A cette question, notre parcours nous a poussé à étudier la capacité du mode de régulation administratif et hiérarchique à gouverner le système global SNCF768 (partie 1) avant d’aborder le cœur de notre étude, qui concerne l’impact de la régionalisation sur la régulation du sous-système TER (partie 2 et 3). Nous rappellerons les conclusions de ces analyses dans l'ordre des chapitres.

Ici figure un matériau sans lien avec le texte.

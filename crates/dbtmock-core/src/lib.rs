//! dbtmock core
//!
//! Shared configuration, diagnostics and the run report.
//! Never rename diagnostic codes - they are part of the public API.

pub mod diagnostic;
pub mod report;
pub mod config;

pub use diagnostic::{Diagnostic, DiagnosticCode, Severity};
pub use report::{Report, ReportSummary, ReportVersion, TestResult, TestStatus, RowDiff, DiffDirection};
pub use config::{Config, AssertionConfig, AssertionDirection, ExecutorConfig, FilterRules, ConfigError};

1) L'analyse de la régulation de l'opérateur ferroviaire historique nous a amené à donner crédit à ce doute initial. Nous en relèverons quatre indices :

a) La SNCF a réussi, au-delà d'une concurrence intermodale forte et de son statut d'entreprise administrée, à préserver un certain pouvoir de marché, en particulier en matière tarifaire (liberté tarifaire et "yield management") ;

b) Comparativement aux autres opérateurs ferroviaires européens, la SNCF a vu sa performance économique se détériorer, comme l'illustre ses faibles gains de productivité ainsi que la stagnation de son activité globale sur moyenne période, contrastant avec la reprise enregistrée par la plupart des opérateurs européens ;

c) L'existence de surcoûts de fonctionnement élevés ("slack organisationnel" structurel) conduit la firme à un partage de son surplus distribuable au bénéfice quasi-exclusif des salariés du cadre permanent ;

d) Conséquence d'une réelle défaillance ou d'une mansuétude particulière des autorités de Tutelle, la SNCF a réussi à faire porter par la Collectivité des montants singulièrement croissants de concours publics (plus de 8,43 milliards d'euros en 2008), sans amélioration du ratio de leur performance économique (contribution au train-kilomètre), et surtout dans un contexte de retour tendanciel au bénéfice.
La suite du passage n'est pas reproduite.